[Records for processing]
▼

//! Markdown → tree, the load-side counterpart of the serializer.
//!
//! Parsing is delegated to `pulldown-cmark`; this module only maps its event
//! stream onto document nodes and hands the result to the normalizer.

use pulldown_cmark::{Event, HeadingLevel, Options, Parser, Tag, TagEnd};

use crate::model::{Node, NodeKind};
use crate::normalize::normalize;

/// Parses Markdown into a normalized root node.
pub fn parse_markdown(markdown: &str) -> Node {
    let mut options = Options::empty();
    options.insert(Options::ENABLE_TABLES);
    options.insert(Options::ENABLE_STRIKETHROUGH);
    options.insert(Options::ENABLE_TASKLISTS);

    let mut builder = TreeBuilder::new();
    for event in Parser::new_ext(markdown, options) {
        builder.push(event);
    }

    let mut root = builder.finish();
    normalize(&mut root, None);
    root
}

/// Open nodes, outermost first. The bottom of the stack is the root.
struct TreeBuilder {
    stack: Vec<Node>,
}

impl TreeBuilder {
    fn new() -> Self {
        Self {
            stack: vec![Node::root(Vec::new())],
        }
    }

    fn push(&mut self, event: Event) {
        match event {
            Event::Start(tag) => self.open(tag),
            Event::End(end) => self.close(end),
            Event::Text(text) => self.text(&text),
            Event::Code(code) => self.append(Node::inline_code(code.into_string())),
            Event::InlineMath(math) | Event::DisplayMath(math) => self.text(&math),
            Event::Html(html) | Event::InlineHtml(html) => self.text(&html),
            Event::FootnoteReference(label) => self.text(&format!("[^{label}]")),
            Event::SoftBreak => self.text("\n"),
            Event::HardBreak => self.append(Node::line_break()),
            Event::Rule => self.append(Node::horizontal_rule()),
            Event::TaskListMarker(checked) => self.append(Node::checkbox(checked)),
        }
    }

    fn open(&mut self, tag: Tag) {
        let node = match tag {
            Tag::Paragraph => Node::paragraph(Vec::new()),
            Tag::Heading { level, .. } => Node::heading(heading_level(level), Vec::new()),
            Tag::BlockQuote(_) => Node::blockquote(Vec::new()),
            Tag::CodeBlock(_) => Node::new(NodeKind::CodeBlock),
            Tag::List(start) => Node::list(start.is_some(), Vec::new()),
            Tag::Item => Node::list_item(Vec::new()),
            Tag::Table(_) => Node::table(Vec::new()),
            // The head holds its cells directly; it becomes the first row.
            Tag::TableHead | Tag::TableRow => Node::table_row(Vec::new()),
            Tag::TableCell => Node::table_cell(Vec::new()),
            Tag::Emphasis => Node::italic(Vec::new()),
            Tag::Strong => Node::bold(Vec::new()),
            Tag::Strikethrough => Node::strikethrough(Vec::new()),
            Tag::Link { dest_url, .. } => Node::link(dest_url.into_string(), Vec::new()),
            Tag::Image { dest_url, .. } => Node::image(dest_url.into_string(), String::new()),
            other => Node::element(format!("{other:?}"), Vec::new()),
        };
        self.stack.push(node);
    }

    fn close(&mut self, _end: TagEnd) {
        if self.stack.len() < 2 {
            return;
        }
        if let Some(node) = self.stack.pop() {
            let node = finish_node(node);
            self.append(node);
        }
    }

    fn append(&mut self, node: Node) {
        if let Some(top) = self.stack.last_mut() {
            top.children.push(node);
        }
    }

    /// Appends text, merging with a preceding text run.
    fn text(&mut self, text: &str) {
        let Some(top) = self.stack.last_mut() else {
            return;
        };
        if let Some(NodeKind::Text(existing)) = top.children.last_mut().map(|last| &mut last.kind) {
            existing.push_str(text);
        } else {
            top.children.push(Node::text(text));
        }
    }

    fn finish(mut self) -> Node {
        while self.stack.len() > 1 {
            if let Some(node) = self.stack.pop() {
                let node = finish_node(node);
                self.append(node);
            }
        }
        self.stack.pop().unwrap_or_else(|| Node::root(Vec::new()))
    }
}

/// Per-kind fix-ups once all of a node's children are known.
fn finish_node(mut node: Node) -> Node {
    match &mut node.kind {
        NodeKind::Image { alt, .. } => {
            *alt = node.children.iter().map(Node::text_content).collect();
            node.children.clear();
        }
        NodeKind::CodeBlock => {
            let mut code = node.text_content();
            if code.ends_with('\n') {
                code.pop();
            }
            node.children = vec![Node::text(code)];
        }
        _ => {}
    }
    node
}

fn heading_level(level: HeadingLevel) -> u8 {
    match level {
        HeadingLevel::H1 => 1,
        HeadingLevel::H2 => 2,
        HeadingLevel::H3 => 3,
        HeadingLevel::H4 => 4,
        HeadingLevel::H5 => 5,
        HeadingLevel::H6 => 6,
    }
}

▲
▼

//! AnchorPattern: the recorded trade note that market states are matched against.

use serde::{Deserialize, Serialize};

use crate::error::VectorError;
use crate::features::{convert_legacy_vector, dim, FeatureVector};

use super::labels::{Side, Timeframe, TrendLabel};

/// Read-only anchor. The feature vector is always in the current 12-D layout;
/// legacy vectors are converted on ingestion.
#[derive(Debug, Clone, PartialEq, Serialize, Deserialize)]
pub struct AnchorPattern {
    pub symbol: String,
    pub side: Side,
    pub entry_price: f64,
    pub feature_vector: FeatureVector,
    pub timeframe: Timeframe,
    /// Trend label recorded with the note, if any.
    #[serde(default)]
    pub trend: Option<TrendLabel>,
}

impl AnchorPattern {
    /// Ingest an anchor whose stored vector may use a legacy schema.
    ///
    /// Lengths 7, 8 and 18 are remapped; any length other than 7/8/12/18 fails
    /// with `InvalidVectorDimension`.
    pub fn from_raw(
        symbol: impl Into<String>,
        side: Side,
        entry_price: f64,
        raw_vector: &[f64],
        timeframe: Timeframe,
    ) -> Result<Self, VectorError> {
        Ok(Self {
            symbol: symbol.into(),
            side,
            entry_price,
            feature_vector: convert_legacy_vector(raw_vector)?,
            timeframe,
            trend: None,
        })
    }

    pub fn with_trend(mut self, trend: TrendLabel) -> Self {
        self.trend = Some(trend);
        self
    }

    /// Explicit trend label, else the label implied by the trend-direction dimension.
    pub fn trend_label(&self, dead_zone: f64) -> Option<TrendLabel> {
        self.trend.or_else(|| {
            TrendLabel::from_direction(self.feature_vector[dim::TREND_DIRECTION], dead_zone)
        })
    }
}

▲

[Aim of the exercise]
Look above for the line with "fn open(&mut self, tag: Tag)" and the line with "let Some(top) = self.stack.last_mut() else". Retype those two lines and every line between them exactly, adding nothing.

[Task response]
    fn open(&mut self, tag: Tag) {
        let node = match tag {
            Tag::Paragraph => Node::paragraph(Vec::new()),
            Tag::Heading { level, .. } => Node::heading(heading_level(level), Vec::new()),
            Tag::BlockQuote(_) => Node::blockquote(Vec::new()),
            Tag::CodeBlock(_) => Node::new(NodeKind::CodeBlock),
            Tag::List(start) => Node::list(start.is_some(), Vec::new()),
            Tag::Item => Node::list_item(Vec::new()),
            Tag::Table(_) => Node::table(Vec::new()),
            // The head holds its cells directly; it becomes the first row.
            Tag::TableHead | Tag::TableRow => Node::table_row(Vec::new()),
            Tag::TableCell => Node::table_cell(Vec::new()),
            Tag::Emphasis => Node::italic(Vec::new()),
            Tag::Strong => Node::bold(Vec::new()),
            Tag::Strikethrough => Node::strikethrough(Vec::new()),
            Tag::Link { dest_url, .. } => Node::link(dest_url.into_string(), Vec::new()),
            Tag::Image { dest_url, .. } => Node::image(dest_url.into_string(), String::new()),
            other => Node::element(format!("{other:?}"), Vec::new()),
        };
        self.stack.push(node);
    }

    fn close(&mut self, _end: TagEnd) {
        if self.stack.len() < 2 {
            return;
        }
        if let Some(node) = self.stack.pop() {
            let node = finish_node(node);
            self.append(node);
        }
    }

    fn append(&mut self, node: Node) {
        if let Some(top) = self.stack.last_mut() {
            top.children.push(node);
        }
    }

    /// Appends text, merging with a preceding text run.
    fn text(&mut self, text: &str) {
        let Some(top) = self.stack.last_mut() else {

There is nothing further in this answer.